Reporter: Dina Farisah | Editor: Dupla Kartini
JAKARTA. Harga minyak mentah memanas dalam sepekan ini. Reli harga bahan bakar ini terpicu surutnya stok bahan bakar di Amerika Serikat, negara pengguna bahan bakar minyak terbesar.
Hingga Jumat (24/1) pukul 19.20 WIB, harga minyak West Texas Intermediate (WTI) untuk kontrak pengiriman Maret di New York Mercantile Exchange sudah naik 2,6% dibanding akhir pekan lalu ke posisi US$ 97,03 per barel. Meskipun, kemarin, harganya fluktuatif, namun, pada perdagangan sore, harganya sempat naik hingga menyentuh US$ 97,80 per barel. Ini level tertinggi sepanjang tahun ini.
Energy Information Administration (EIA) melaporkan, persediaan minyak pemanas dan diesel AS menipis menjadi 3,21 juta barel per pekan lalu. Cadangan kilang minyak juga surut menjadi 86,5% dari kapasitas. "Penurunan stok ini menunjukkan faktor cuaca berdampak besar pada produksi dan permintaan," ujar Phil Flynn, senior analis Price Futures Group di Chicago, seperti dikutip Bloomberg.
Reli melambat
Namun, EIA menyebut, cadangan minyak mentah AS bertambah 990.000 barel menjadi 351,2 juta per pekan lalu.
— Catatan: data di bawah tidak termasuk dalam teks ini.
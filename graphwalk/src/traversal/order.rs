// Copyright (c) 2024-2025 DeepGraph Inc.
// SPDX-License-Identifier: Apache-2.0
//
//! Order tokens for the `order()` comparators.

use std::cmp::Ordering;

use serde::{Deserialize, Serialize};

use crate::structure::value::Value;

/// Comparator token attached to an `order().by(..)` pair. `Shuffle` is not
/// a comparison at all: if it appears anywhere in a comparator list, the
/// whole list collapses to a seeded random permutation.
#[derive(Debug, Clone, Copy, PartialEq, Eq, Serialize, Deserialize)]
pub enum Order {
    Asc,
    Desc,
    Shuffle,
}

impl Order {
    pub fn compare(self, a: &Value, b: &Value) -> Ordering {
        match self {
            Order::Asc => a.compare(b),
            Order::Desc => b.compare(a),
            Order::Shuffle => Ordering::Equal,
        }
    }

    pub fn is_shuffle(self) -> bool {
        matches!(self, Order::Shuffle)
    }
}
// Copyright (c) 2024-2025 DeepGraph Inc.
// SPDX-License-Identifier: Apache-2.0
//
//! Associative binary operators over values
//!
//! These drive every fold in the engine: reducing barriers, sack merges,
//! and side-effect aggregation. Each operator is associative so partial
//! results can be combined in any grouping.

use serde::{Deserialize, Serialize};

use crate::structure::value::Value;
use crate::traversal::TraversalError;

#[derive(Debug, Clone, Copy, PartialEq, Eq, Serialize, Deserialize)]
pub enum Operator {
    /// Keep the right operand.
    Assign,
    Sum,
    Minus,
    Mult,
    Div,
    Min,
    Max,
    /// Boolean conjunction.
    And,
    /// Boolean disjunction.
    Or,
    /// Collection merge: list/set concatenation, map union.
    AddAll,
    /// Integer-only summation for counters.
    SumLong,
}

fn numeric_pair(op: Operator, a: &Value, b: &Value) -> Result<(f64, f64), TraversalError> {
    match (a.as_f64(), b.as_f64()) {
        (Some(x), Some(y)) => Ok((x, y)),
        _ => Err(TraversalError::IllegalState(format!(
            "{:?} operator requires numeric operands, found {} and {}",
            op,
            a.kind_name(),
            b.kind_name()
        ))),
    }
}

fn both_int(a: &Value, b: &Value) -> bool {
    matches!((a, b), (Value::Int(_), Value::Int(_)))
}

impl Operator {
    pub fn apply(self, a: Value, b: Value) -> Result<Value, TraversalError> {
        match self {
            Operator::Assign => Ok(b),
            Operator::Sum => {
                if both_int(&a, &b) {
                    match (a, b) {
                        (Value::Int(x), Value::Int(y)) => Ok(Value::Int(x + y)),
                        _ => unreachable!(),
                    }
                } else {
                    let (x, y) = numeric_pair(self, &a, &b)?;
                    Ok(Value::Float(x + y))
                }
            }
            Operator::Minus => {
                if both_int(&a, &b) {
                    match (a, b) {
                        (Value::Int(x), Value::Int(y)) => Ok(Value::Int(x - y)),
                        _ => unreachable!(),
                    }
                } else {
                    let (x, y) = numeric_pair(self, &a, &b)?;
                    Ok(Value::Float(x - y))
                }
            }
            Operator::Mult => {
                if both_int(&a, &b) {
                    match (a, b) {
                        (Value::Int(x), Value::Int(y)) => Ok(Value::Int(x * y)),
                        _ => unreachable!(),
                    }
                } else {
                    let (x, y) = numeric_pair(self, &a, &b)?;
                    Ok(Value::Float(x * y))
                }
            }
            Operator::Div => {
                let (x, y) = numeric_pair(self, &a, &b)?;
                Ok(Value::Float(x / y))
            }
            Operator::Min => Ok(if b.compare(&a) == std::cmp::Ordering::Less { b } else { a }),
            Operator::Max => Ok(if b.compare(&a) == std::cmp::Ordering::Greater { b } else { a }),
            Operator::And => match (a.as_bool(), b.as_bool()) {
                (Some(x), Some(y)) => Ok(Value::Bool(x && y)),
                _ => Err(TraversalError::IllegalState(
                    "and operator requires boolean operands".to_string(),
                )),
            },
            Operator::Or => match (a.as_bool(), b.as_bool()) {
                (Some(x), Some(y)) => Ok(Value::Bool(x || y)),
                _ => Err(TraversalError::IllegalState(
                    "or operator requires boolean operands".to_string(),
                )),
            },
            Operator::AddAll => match (a, b) {
                (Value::List(mut x), Value::List(y)) => {
                    x.extend(y);
                    Ok(Value::List(x))
                }
                (Value::List(mut x), other) => {
                    x.push(other);
                    Ok(Value::List(x))
                }
                (Value::Set(mut x), Value::Set(y)) => {
                    x.extend(y);
                    Ok(Value::Set(x))
                }
                (Value::Set(mut x), other) => {
                    x.insert(other);
                    Ok(Value::Set(x))
                }
                (Value::Map(mut x), Value::Map(y)) => {
                    x.extend(y);
                    Ok(Value::Map(x))
                }
                (Value::Null, other) => Ok(other),
                (a, b) => Err(TraversalError::IllegalState(format!(
                    "addAll operator requires collection operands, found {} and {}",
                    a.kind_name(),
                    b.kind_name()
                ))),
            },
            Operator::SumLong => match (a, b) {
                (Value::Int(x), Value::Int(y)) => Ok(Value::Int(x + y)),
                (a, b) => Err(TraversalError::IllegalState(format!(
                    "sumLong operator requires integer operands, found {} and {}",
                    a.kind_name(),
                    b.kind_name()
                ))),
            },
        }
    }
}

#[cfg(test)]
mod tests {
    use super::*;

    #[test]
    fn sum_preserves_int_until_float_appears() {
        assert_eq!(
            Operator::Sum.apply(Value::Int(1), Value::Int(2)).unwrap(),
            Value::Int(3)
        );
        assert_eq!(
            Operator::Sum.apply(Value::Int(1), Value::Float(2.5)).unwrap(),
            Value::Float(3.5)
        );
    }

    #[test]
    fn min_max_are_order_based() {
        assert_eq!(
            Operator::Min.apply(Value::from("b"), Value::from("a")).unwrap(),
            Value::from("a")
        );
        assert_eq!(
            Operator::Max.apply(Value::Int(1), Value::Float(1.5)).unwrap(),
            Value::Float(1.5)
        );
    }

    #[test]
    fn non_numeric_sum_is_an_error() {
        assert!(Operator::Sum.apply(Value::from("a"), Value::Int(1)).is_err());
    }
}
Mayoritas analis Bloomberg memprediksi, kenaikan suplai ini bisa melemahkan harga minyak pada pekan depan.
Analis Monex Investindo Futures, Zulfirman Basir menilai, musim dingin yang masih berlangsung di AS memberikan harapan tingginya permintaan. Tapi, investor juga akan waspada jelang pertemuan The Fed pada 28-29 Januari, yang akan membahas pengurangan stimulus moneter AS (tapering) lebih lanjut. "Outlook minyak masih netral. Dapat menguat dengan target US$ 99,10, dan stop-loss di US$ 95,50," ujar dia.
Analis PT SoeGee Futures, Nizar Hilmy menyebut, reli harga minyak yang sudah berlangsung panjang, dalam dua pekan, akan mengurangi laju kenaikan lebih lanjut. "Ke depan, harga minyak akan bergantung hasil FOMC. Jika, tapering berlaku, dollar AS menguat, sehingga minyak terkoreksi," ujar Nizar.
Meski begitu, ia memprediksi, di jangka panjang, harga minyak masih berpotensi bullish, dengan didukung optimisme perekonomian global.
Secara teknikal, Zulfirman bilang, kenaikan indikator MACD dapat menyumbang tenaga bagi harga minyak di dalam tren bullish. Namun, investor perlu mewaspadai aksi profit taking mengingat indikator stochastic berada di area jenuh beli (overbought).Sementara, harga masih berada di antara moving average (MA) 50 dan MA 100.
Prediksi Zulfirman, pekan depan, minyak akan bergerak di US$ 96,20-US$ 99,10 per barel. Nizar menduga, harga minyak bergulir di US$ 95-US$ 99,0 per barel.